Cloud Native 12 min read

25 Common Kubernetes Pitfalls and How to Fix Them

This guide enumerates 25 frequent Kubernetes misconfigurations—from missing resource limits and using latest image tags to insecure pod security settings—and provides concrete remediation steps with ready‑to‑use YAML snippets, helping operators avoid common traps and improve cluster reliability.

Ray's Galactic Tech
Ray's Galactic Tech
Ray's Galactic Tech
25 Common Kubernetes Pitfalls and How to Fix Them

Kubernetes is powerful, but misconfigurations can easily lead to outages, security issues, and operational pain.
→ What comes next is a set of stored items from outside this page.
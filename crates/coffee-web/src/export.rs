//! CSV export of the order history.

use anyhow::{Context, Result, anyhow};

use crate::db::OrderRow;

pub const CSV_HEADER: [&str; 3] = ["created", "price", "product_name"];

/// Render orders as CSV: one header line, then `created,price,product_name`
/// per order with prices in `W.FF` form.
pub fn orders_csv(orders: &[OrderRow]) -> Result<String> {
    let mut writer = csv::WriterBuilder::new()
        .terminator(csv::Terminator::Any(b'\n'))
        .from_writer(Vec::new());

    writer.write_record(CSV_HEADER)?;
    for order in orders {
        writer.write_record([
            order.created.format("%Y-%m-%d %H:%M:%S").to_string(),
            order.price.to_string(),
            order.product_name.clone(),
        ])?;
    }

    let bytes = writer
        .into_inner()
        .map_err(|e| anyhow!("Failed to flush CSV: {}", e.error()))?;
    String::from_utf8(bytes).context("CSV output is not UTF-8")
}
//! Client-side behavior for the product-edit popup.
//!
//! Two behaviors are installed when the page loads:
//! - copying a product card's `data-product-*` attributes into the edit
//!   dialog's fields and opening it as a modal,
//! - dropping keyboard focus from buttons once they've been clicked.
//!
//! The logic is written against [`DomDocument`] / [`DomElement`] so it can
//! run on the real DOM (see `web`, behind the `hydrate` feature) as well as
//! on the in-memory tree used by the tests.

pub mod registry;

#[cfg(feature = "hydrate")]
pub mod web;

#[cfg(test)]
pub(crate) mod fake;

pub use registry::{BindingError, Bindings, Role};

/// Id of the page-unique edit dialog.
pub const EDIT_POPUP_ID: &str = "edit-product-popup";

/// The element surface the popup behaviors need.
pub trait DomElement: Clone + 'static {
    fn attribute(&self, name: &str) -> Option<String>;

    /// Whether this is a `<dialog>` element.
    fn is_dialog(&self) -> bool;

    /// Whether this is an `<input>` element.
    fn is_input(&self) -> bool;

    /// First descendant matching `selector`.
    fn query_selector(&self, selector: &str) -> Option<Self>;

    /// Sets the form value of an input element.
    fn set_value(&self, value: &str);

    /// Opens a dialog as a modal. A dialog that is already open, modal or
    /// not, ends up open as a modal.
    fn show_modal(&self) -> Result<(), MissingElement>;

    fn blur(&self);

    /// Attaches a click listener for the lifetime of the page.
    fn on_click(&self, handler: Box<dyn Fn()>);
}

pub trait DomDocument {
    type Element: DomElement;

    fn element_by_id(&self, id: &str) -> Option<Self::Element>;

    /// Elements present in the document right now, in document order.
    fn elements_by_tag_name(&self, tag: &str) -> Vec<Self::Element>;
}

/// A product value shared between cards and popup fields.
#[derive(Debug, Clone, Copy, PartialEq, Eq, Hash)]
pub enum ProductField {
    Id,
    Name,
    Price,
}

impl ProductField {
    pub const ALL: [ProductField; 3] = [ProductField::Id, ProductField::Name, ProductField::Price];

    /// Data attribute carrying the value on a product card, and marking the
    /// matching input inside the popup.
    pub const fn attribute(self) -> &'static str {
        match self {
            ProductField::Id => "data-product-id",
            ProductField::Name => "data-product-name",
            ProductField::Price => "data-product-price",
        }
    }

    pub const fn selector(self) -> &'static str {
        match self {
            ProductField::Id => "[data-product-id]",
            ProductField::Name => "[data-product-name]",
            ProductField::Price => "[data-product-price]",
        }
    }
}

/// An element or attribute the popup relies on was not in the document.
#[derive(Debug, Clone, PartialEq, Eq, thiserror::Error)]
pub enum MissingElement {
    #[error("no usable <dialog> with id `{0}`")]
    Dialog(&'static str),
    #[error("edit popup has no <input> matching `{0}`")]
    Field(&'static str),
    #[error("product card has no `{0}` attribute")]
    Attribute(&'static str),
}

/// Values read off a product card.
#[derive(Debug, Clone, PartialEq, Eq)]
pub struct ProductInfo {
    pub id: String,
    pub name: String,
    pub price: String,
}

impl ProductInfo {
    pub fn read<E: DomElement>(card: &E) -> Result<Self, MissingElement> {
        let read = |field: ProductField| {
            card.attribute(field.attribute())
                .ok_or(MissingElement::Attribute(field.attribute()))
        };

        Ok(Self {
            id: read(ProductField::Id)?,
            name: read(ProductField::Name)?,
            price: read(ProductField::Price)?,
        })
    }

    pub fn value(&self, field: ProductField) -> &str {
        match field {
            ProductField::Id => &self.id,
            ProductField::Name => &self.name,
            ProductField::Price => &self.price,
        }
    }
}

/// The edit dialog with its three fields resolved.
pub struct EditPopup<E> {
    dialog: E,
    fields: [E; 3],
}

impl<E: DomElement> EditPopup<E> {
    pub fn locate<D: DomDocument<Element = E>>(document: &D) -> Result<Self, MissingElement> {
        let dialog = document
            .element_by_id(EDIT_POPUP_ID)
            .filter(E::is_dialog)
            .ok_or(MissingElement::Dialog(EDIT_POPUP_ID))?;

        let field = |field: ProductField| {
            dialog
                .query_selector(field.selector())
                .filter(E::is_input)
                .ok_or(MissingElement::Field(field.selector()))
        };
        let fields = [
            field(ProductField::Id)?,
            field(ProductField::Name)?,
            field(ProductField::Price)?,
        ];

        Ok(Self { dialog, fields })
    }

    pub fn fill(&self, info: &ProductInfo) {
        for (field, input) in ProductField::ALL.into_iter().zip(&self.fields) {
            input.set_value(info.value(field));
        }
    }

    pub fn open(&self) -> Result<(), MissingElement> {
        self.dialog.show_modal()
    }
}

/// Copies a product card's id, name and price into the edit popup and opens it.
///
/// Every lookup happens before anything is written: on error no field has
/// been touched and the dialog stays closed.
pub fn copy_product_info_to_edit_popup<D: DomDocument>(
    document: &D,
    card: &D::Element,
) -> Result<(), MissingElement> {
    let popup = EditPopup::locate(document)?;
    let info = ProductInfo::read(card)?;

    popup.fill(&info);
    popup.open()
}

/// Page-load installer: wires button blur, then binds the popup copy to
/// [`Role::ProductCard`] and publishes it through `publish`.
///
/// Blur stays installed even if publishing fails; the publish error is
/// returned to the caller.
pub fn install<D, E>(
    document: &D,
    bindings: &mut Bindings<D::Element>,
    publish: impl FnOnce(Role) -> Result<(), E>,
) -> Result<(), E>
where
    D: DomDocument + Clone + 'static,
{
    install_button_blur_on_click(document);

    let doc = document.clone();
    if bindings.bind(Role::ProductCard, move |card| copy_product_info_to_edit_popup(&doc, card)) {
        publish(Role::ProductCard)?;
    }
    Ok(())
}

/// Makes every button currently in the document drop focus after a click.
///
/// Buttons inserted later (htmx swaps) are not covered.
pub fn install_button_blur_on_click<D: DomDocument>(document: &D) {
    for button in document.elements_by_tag_name("button") {
        let target = button.clone();
        button.on_click(Box::new(move || target.blur()));
    }
}
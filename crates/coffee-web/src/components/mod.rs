mod edit_popup;
mod new_product_form;
mod order_table;
mod product_card;
mod section;

pub use edit_popup::EditProductPopup;
pub use new_product_form::NewProductForm;
pub use order_table::OrderTable;
pub use product_card::{ProductCard, ProductList};
pub use section::Section;
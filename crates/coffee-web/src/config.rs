//! Server configuration from command-line flags and environment.

use clap::Parser;
use std::net::SocketAddr;
use std::path::PathBuf;

#[derive(Debug, Clone, Parser)]
#[command(name = "coffee-web", version, about = "Coffee order tracker")]
pub struct Config {
    /// SQLite connection URL
    #[arg(long, env = "DATABASE_URL", default_value = "sqlite:data/coffee.sqlite?mode=rwc")]
    pub database_url: String,

    /// Address to listen on
    #[arg(long, env = "COFFEE_ADDR", default_value = "127.0.0.1:8000")]
    pub addr: SocketAddr,

    /// Site root produced by cargo-leptos; `pkg/` under it is served at `/pkg`
    #[arg(long, env = "SITE_ROOT", default_value = "target/site")]
    pub site_root: PathBuf,
}

impl Config {
    pub fn pkg_dir(&self) -> PathBuf {
        self.site_root.join("pkg")
    }
}
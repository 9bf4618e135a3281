//! web-sys implementation of the popup DOM surface, plus the installer that
//! runs when the wasm module starts.

use std::cell::RefCell;

use wasm_bindgen::JsCast;
use wasm_bindgen::prelude::*;
use web_sys::{Document, Element, HtmlDialogElement, HtmlElement, HtmlInputElement};

use super::{Bindings, DomDocument, DomElement, EDIT_POPUP_ID, MissingElement, Role};

#[derive(Clone)]
pub struct WebElement(Element);

impl DomElement for WebElement {
    fn attribute(&self, name: &str) -> Option<String> {
        self.0.get_attribute(name)
    }

    fn is_dialog(&self) -> bool {
        self.0.is_instance_of::<HtmlDialogElement>()
    }

    fn is_input(&self) -> bool {
        self.0.is_instance_of::<HtmlInputElement>()
    }

    fn query_selector(&self, selector: &str) -> Option<Self> {
        self.0.query_selector(selector).ok().flatten().map(WebElement)
    }

    fn set_value(&self, value: &str) {
        if let Some(input) = self.0.dyn_ref::<HtmlInputElement>() {
            input.set_value(value);
        }
    }

    fn show_modal(&self) -> Result<(), MissingElement> {
        let dialog = self
            .0
            .dyn_ref::<HtmlDialogElement>()
            .ok_or(MissingElement::Dialog(EDIT_POPUP_ID))?;
        // showModal() throws on a dialog that is already open, modal or not
        if dialog.open() {
            dialog.close();
        }
        dialog
            .show_modal()
            .map_err(|_| MissingElement::Dialog(EDIT_POPUP_ID))
    }

    fn blur(&self) {
        if let Some(el) = self.0.dyn_ref::<HtmlElement>() {
            let _ = el.blur();
        }
    }

    fn on_click(&self, handler: Box<dyn Fn()>) {
        let callback = Closure::<dyn Fn()>::wrap(handler);
        let _ = self
            .0
            .add_event_listener_with_callback("click", callback.as_ref().unchecked_ref());
        // Listeners live as long as the page
        callback.forget();
    }
}

#[derive(Clone)]
pub struct WebDocument(Document);

impl DomDocument for WebDocument {
    type Element = WebElement;

    fn element_by_id(&self, id: &str) -> Option<WebElement> {
        self.0.get_element_by_id(id).map(WebElement)
    }

    fn elements_by_tag_name(&self, tag: &str) -> Vec<WebElement> {
        let collection = self.0.get_elements_by_tag_name(tag);
        (0..collection.length())
            .filter_map(|i| collection.item(i))
            .map(WebElement)
            .collect()
    }
}

thread_local! {
    static BINDINGS: RefCell<Bindings<WebElement>> = RefCell::new(Bindings::new());
}

/// Wires button blur, binds the popup handlers and publishes their globals.
/// Runs once when the wasm module starts.
///
/// Fails if there is no window or document, or if a global could not be
/// set; the page then has no working `copyProductInfoToEditPopup`.
pub fn install() -> Result<(), JsValue> {
    let window = web_sys::window().ok_or_else(|| JsError::new("no global window"))?;
    let document = window
        .document()
        .map(WebDocument)
        .ok_or_else(|| JsError::new("window has no document"))?;

    BINDINGS.with(|bindings| {
        super::install(&document, &mut *bindings.borrow_mut(), |role| publish(&window, role))
    })
}

/// Exposes `role`'s handler as `window[role.global_name()]`.
///
/// Errors reach the inline handler as a thrown `Error`.
fn publish(window: &web_sys::Window, role: Role) -> Result<(), JsValue> {
    let entry = Closure::<dyn Fn(JsValue) -> Result<(), JsValue>>::new(move |target: JsValue| {
        let element = target
            .dyn_into::<Element>()
            .map_err(|_| JsValue::from(JsError::new(&format!("{} expects an element", role.global_name()))))?;

        BINDINGS
            .with(|bindings| bindings.borrow().dispatch(role, &WebElement(element)))
            .map_err(|e| JsValue::from(JsError::new(&e.to_string())))
    });

    let set = js_sys::Reflect::set(window, &JsValue::from_str(role.global_name()), entry.as_ref())?;
    if !set {
        return Err(JsError::new(&format!("could not define window.{}", role.global_name())).into());
    }
    entry.forget();
    Ok(())
}
//! Page shell and the HTML fragments served to htmx.

use leptos::prelude::*;

use crate::components::{EditProductPopup, NewProductForm, OrderTable, ProductList, Section};
use crate::db::{OrderRow, Product};

const HTMX_SRC: &str = "https://unpkg.com/htmx.org@2.0.4/dist/htmx.min.js";
const IDIOMORPH_SRC: &str = "https://unpkg.com/idiomorph@0.7.3/dist/idiomorph-ext.min.js";

/// Loads the wasm bundle built by cargo-leptos; its start function installs
/// the popup handlers.
const WASM_BOOT: &str = "import init from '/pkg/coffee-web.js'; init();";

/// Everything htmx swaps after a product or order change.
///
/// Swaps replace this element with `morph:outerHTML`, leaving the dialogs
/// outside it untouched.
#[component]
pub fn PageContent(orders: Vec<OrderRow>, products: Vec<Product>) -> impl IntoView {
    view! {
        <main id="content" hx-target="this" hx-swap="morph:outerHTML">
            <Section id="products" title="Products">
                <ProductList products=products />
                <NewProductForm />
            </Section>
            <Section id="orders" title="Orders">
                <a href="/get_csv" class="export-link" download="orders.csv">"Download CSV"</a>
                <OrderTable orders=orders />
            </Section>
        </main>
    }
}

#[component]
fn Shell(children: Children) -> impl IntoView {
    view! {
        <html lang="en">
            <head>
                <meta charset="utf-8" />
                <meta name="viewport" content="width=device-width, initial-scale=1" />
                <title>"Coffee"</title>
                <link rel="icon" href="data:image/svg+xml,<svg xmlns='http://www.w3.org/2000/svg' viewBox='0 0 100 100'><text y='.9em' font-size='90'>☕</text></svg>" />
                <link rel="stylesheet" href="/pkg/coffee-web.css" />
                <script src=HTMX_SRC></script>
                <script src=IDIOMORPH_SRC></script>
                <script type="module">{WASM_BOOT}</script>
            </head>
            <body hx-ext="morph">
                <header class="page-header">
                    <h1>"Coffee \u{2615}"</h1>
                </header>
                {children()}
            </body>
        </html>
    }
}

#[component]
pub fn IndexPage(orders: Vec<OrderRow>, products: Vec<Product>) -> impl IntoView {
    view! {
        <Shell>
            <PageContent orders=orders products=products />
            <EditProductPopup />
        </Shell>
    }
}

#[component]
pub fn NotFoundPage() -> impl IntoView {
    view! {
        <Shell>
            <main class="not-found">
                <h2>"404 - Page not found"</h2>
                <p>
                    <a href="/">"Back to orders \u{2192}"</a>
                </p>
            </main>
        </Shell>
    }
}

fn render<V: IntoView>(view: impl FnOnce() -> V) -> String {
    Owner::new().with(|| view().to_html())
}

fn render_document<V: IntoView>(view: impl FnOnce() -> V) -> String {
    format!("<!DOCTYPE html>{}", render(view))
}

/// Full page: content plus dialogs.
pub fn render_index(orders: Vec<OrderRow>, products: Vec<Product>) -> String {
    render_document(move || view! { <IndexPage orders=orders products=products /> })
}

/// `#content` only, for htmx swaps after an order or product change.
pub fn render_content(orders: Vec<OrderRow>, products: Vec<Product>) -> String {
    render(move || view! { <PageContent orders=orders products=products /> })
}

/// `#product-list` only, for swaps after a product is added.
pub fn render_product_list(products: Vec<Product>) -> String {
    render(move || view! { <ProductList products=products /> })
}

pub fn render_not_found() -> String {
    render_document(|| view! { <NotFoundPage /> })
}

#[cfg(test)]
mod tests {
    use super::*;
    use crate::price::Price;

    fn widget() -> Product {
        Product {
            id: 42,
            name: "Widget".to_string(),
            current_price: Price::from_cents(999).unwrap(),
            order_count: 0,
        }
    }

    #[test]
    fn cards_carry_the_values_the_popup_copies() {
        let html = render_product_list(vec![widget()]);

        assert!(html.contains(r#"id="product-list""#));
        assert!(html.contains(r#"data-product-id="42""#));
        assert!(html.contains(r#"data-product-name="Widget""#));
        assert!(html.contains(r#"data-product-price="9.99""#));
        assert!(html.contains("copyProductInfoToEditPopup(this.closest"));
    }

    #[test]
    fn only_products_without_orders_can_be_deleted() {
        let ordered = Product {
            order_count: 3,
            ..widget()
        };

        assert!(render_product_list(vec![widget()]).contains("/hx/delete_product?id=42"));
        let html = render_product_list(vec![ordered]);
        assert!(!html.contains("/hx/delete_product"));
        assert!(html.contains("3 orders"));
    }

    #[test]
    fn index_has_one_edit_popup_outside_content() {
        let html = render_index(vec![], vec![widget()]);

        assert!(html.starts_with("<!DOCTYPE html>"));
        assert_eq!(html.matches(r#"id="edit-product-popup""#).count(), 1);
        let content_end = html.find("</main>").unwrap();
        let popup_start = html.find("<dialog").unwrap();
        assert!(popup_start > content_end);
        assert!(html.contains("/pkg/coffee-web.js"));
    }

    #[test]
    fn content_fragment_has_no_dialogs() {
        let html = render_content(vec![], vec![widget()]);

        assert!(html.contains(r#"id="content""#));
        assert!(!html.contains("<dialog"));
        assert!(!html.contains("<html"));
        assert!(html.contains("No orders yet."));
    }
}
This article lists 25 high‑frequency pitfalls, each paired with a clear fix and a ready‑to‑copy YAML example.

Basic configuration pitfalls

1. Missing resource requests and limits

Problem: Pods without defined resources can monopolize CPU or memory, starving other workloads.

Solution: Define sensible requests and limits for each container.

resources:
  requests:
    cpu: "250m"
    memory: "64Mi"
  limits:
    cpu: "500m"
    memory: "128Mi"

2. Using the latest image tag

Problem: The latest tag is mutable, making rollbacks difficult.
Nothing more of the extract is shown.